Stored items:
>>>>>

use std::path::PathBuf;

use clap::Parser;
use miette::Result;
use tracing_subscriber::{fmt, prelude::*, EnvFilter};

use diffwise_core::{ActionConfig, ActionInputs, DiffwiseConfig, DiffwiseError, RunOutcome};
use diffwise_review::actions::ActionsRuntime;
use diffwise_review::git::GitDiff;
use diffwise_review::github::GitHubClient;
use diffwise_review::llm::LlmClient;
use diffwise_review::pipeline::ReviewPipeline;

#[derive(Parser)]
#[command(
    name = "diffwise",
    version,
    about = "Ask an LLM to review a pull request and keep one bot comment up to date",
    long_about = "Ask an LLM to review a pull request and keep one bot comment up to date.\n\n\
                   Diffs HEAD against origin/main, sends the diff to an OpenAI-compatible\n\
                   chat completion endpoint, and creates or updates a single comment on the\n\
                   open pull request for the current branch.\n\n\
                   Inside GitHub Actions every option is read from the environment\n\
                   (INPUT_GITHUB_TOKEN, INPUT_OPENAI_TOKEN, INPUT_OPENAI_MODEL,\n\
                   GITHUB_REPOSITORY, GITHUB_REF, GITHUB_OUTPUT).\n\n\
                   Examples:\n  \
                     diffwise                                  Run as a GitHub Action step\n  \
                     diffwise --ref refs/heads/feat --dry-run  Print the review locally"
)]
struct Cli {
    /// Token for the GitHub API
    #[arg(long, env = "INPUT_GITHUB_TOKEN", hide_env_values = true)]
    github_token: Option<String>,

    /// Token for the completion API
    #[arg(long, env = "INPUT_OPENAI_TOKEN", hide_env_values = true)]
    openai_token: Option<String>,

    /// Model identifier (default: gpt-3.5-turbo)
    #[arg(long, env = "INPUT_OPENAI_MODEL")]
    openai_model: Option<String>,

    /// Repository as owner/repo
    #[arg(long, env = "GITHUB_REPOSITORY")]
    repository: Option<String>,

    /// Ref the run was triggered on, e.g. refs/heads/feature-x
    #[arg(long = "ref", env = "GITHUB_REF")]
    git_ref: Option<String>,

    /// GitHub API base URL, for GitHub Enterprise
    #[arg(long, env = "GITHUB_API_URL")]
    api_url: Option<String>,

    /// File step outputs are appended to (stdout when unset)
    #[arg(long, env = "GITHUB_OUTPUT")]
    output_file: Option<PathBuf>,

    /// Checkout to diff (default: current directory)
    #[arg(long, default_value = ".")]
    repo: PathBuf,

    /// Path to configuration file (default: <repo>/.diffwise.toml)
    #[arg(long)]
    config: Option<PathBuf>,

    /// Print the review instead of posting it
    #[arg(long)]
    dry_run: bool,

    /// Enable verbose output
    #[arg(long, short)]
    verbose: bool,
}

impl Cli {
    fn inputs(&self) -> ActionInputs {
        ActionInputs {
            github_token: self.github_token.clone(),
            openai_token: self.openai_token.clone(),
            openai_model: self.openai_model.clone(),
            repository: self.repository.clone(),
            git_ref: self.git_ref.clone(),
            api_url: self.api_url.clone(),
        }
    }
}

fn init_tracing(verbose: bool) {
    let default_level = if verbose { "debug" } else { "info" };
    let filter =
        EnvFilter::try_from_default_env().unwrap_or_else(|_| EnvFilter::new(default_level));
    let in_actions = std::env::var_os("GITHUB_ACTIONS").is_some();

    tracing_subscriber::registry()
        .with(
            fmt::layer()
                .with_writer(std::io::stderr)
                .with_ansi(!in_actions)
                .with_target(false),
        )
        .with(filter)
        .init();
}

async fn run(cli: &Cli, runtime: &ActionsRuntime) -> Result<RunOutcome, DiffwiseError> {
    let file_config = DiffwiseConfig::discover(cli.config.as_deref(), &cli.repo)?;
    let config = ActionConfig::resolve(cli.inputs(), file_config)?;
    tracing::debug!(?config, "configuration resolved");

    let diff = GitDiff::new(&cli.repo);
    let llm = LlmClient::new(&config.llm)?;
    let github = GitHubClient::new(
        &config.github_token,
        &config.owner,
        &config.repo,
        config.api_url.as_deref(),
    )?;

    ReviewPipeline::new(&config, &diff, &llm, &github, runtime)
        .dry_run(cli.dry_run)
        .run()
        .await
}

fn report(outcome: &RunOutcome, runtime: &ActionsRuntime) {
    match outcome {
        RunOutcome::NoDifferences | RunOutcome::NoPullRequest { .. } => {}
        RunOutcome::DryRun { feedback } => println!("{feedback}"),
        RunOutcome::Published { pr_number, outcome } => {
            runtime.notice(&format!(
                "Review posted on #{pr_number} (comment {})",
                outcome.comment_id()
            ));
        }
    }
}

fn log_failure(err: &DiffwiseError) {
    match err {
        DiffwiseError::CompletionApi {
            status,
            code,
            kind,
            message,
        } => tracing::error!(
            status,
            code = code.as_deref().unwrap_or("-"),
            kind = kind.as_deref().unwrap_or("-"),
            "completion API request failed: {message}"
        ),
        other => tracing::error!("review run failed: {other}"),
    }
}

#[tokio::main]
async fn main() -> Result<()> {
    miette::set_hook(Box::new(|_| {
        Box::new(
            miette::MietteHandlerOpts::new()
                .terminal_links(true)
                .build(),
        )
    }))
    .expect("miette handler");
    human_panic::setup_panic!();

    let cli = Cli::parse();
    init_tracing(cli.verbose);

    let runtime = ActionsRuntime::new(cli.output_file.clone());
    match run(&cli, &runtime).await {
        Ok(outcome) => {
            report(&outcome, &runtime);
            Ok(())
        }
        Err(err) => {
            log_failure(&err);
            runtime.set_failed(&err.to_string());
            Err(err.into())
        }
    }
}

<<<<<

PROBLEM TO WORK ON: Note every line of the entries in which "DiffwiseConfig" appears, and copy it down.

TASK OUTPUT:
use diffwise_core::{ActionConfig, ActionInputs, DiffwiseConfig, DiffwiseError, RunOutcome};
    let file_config = DiffwiseConfig::discover(cli.config.as_deref(), &cli.repo)?;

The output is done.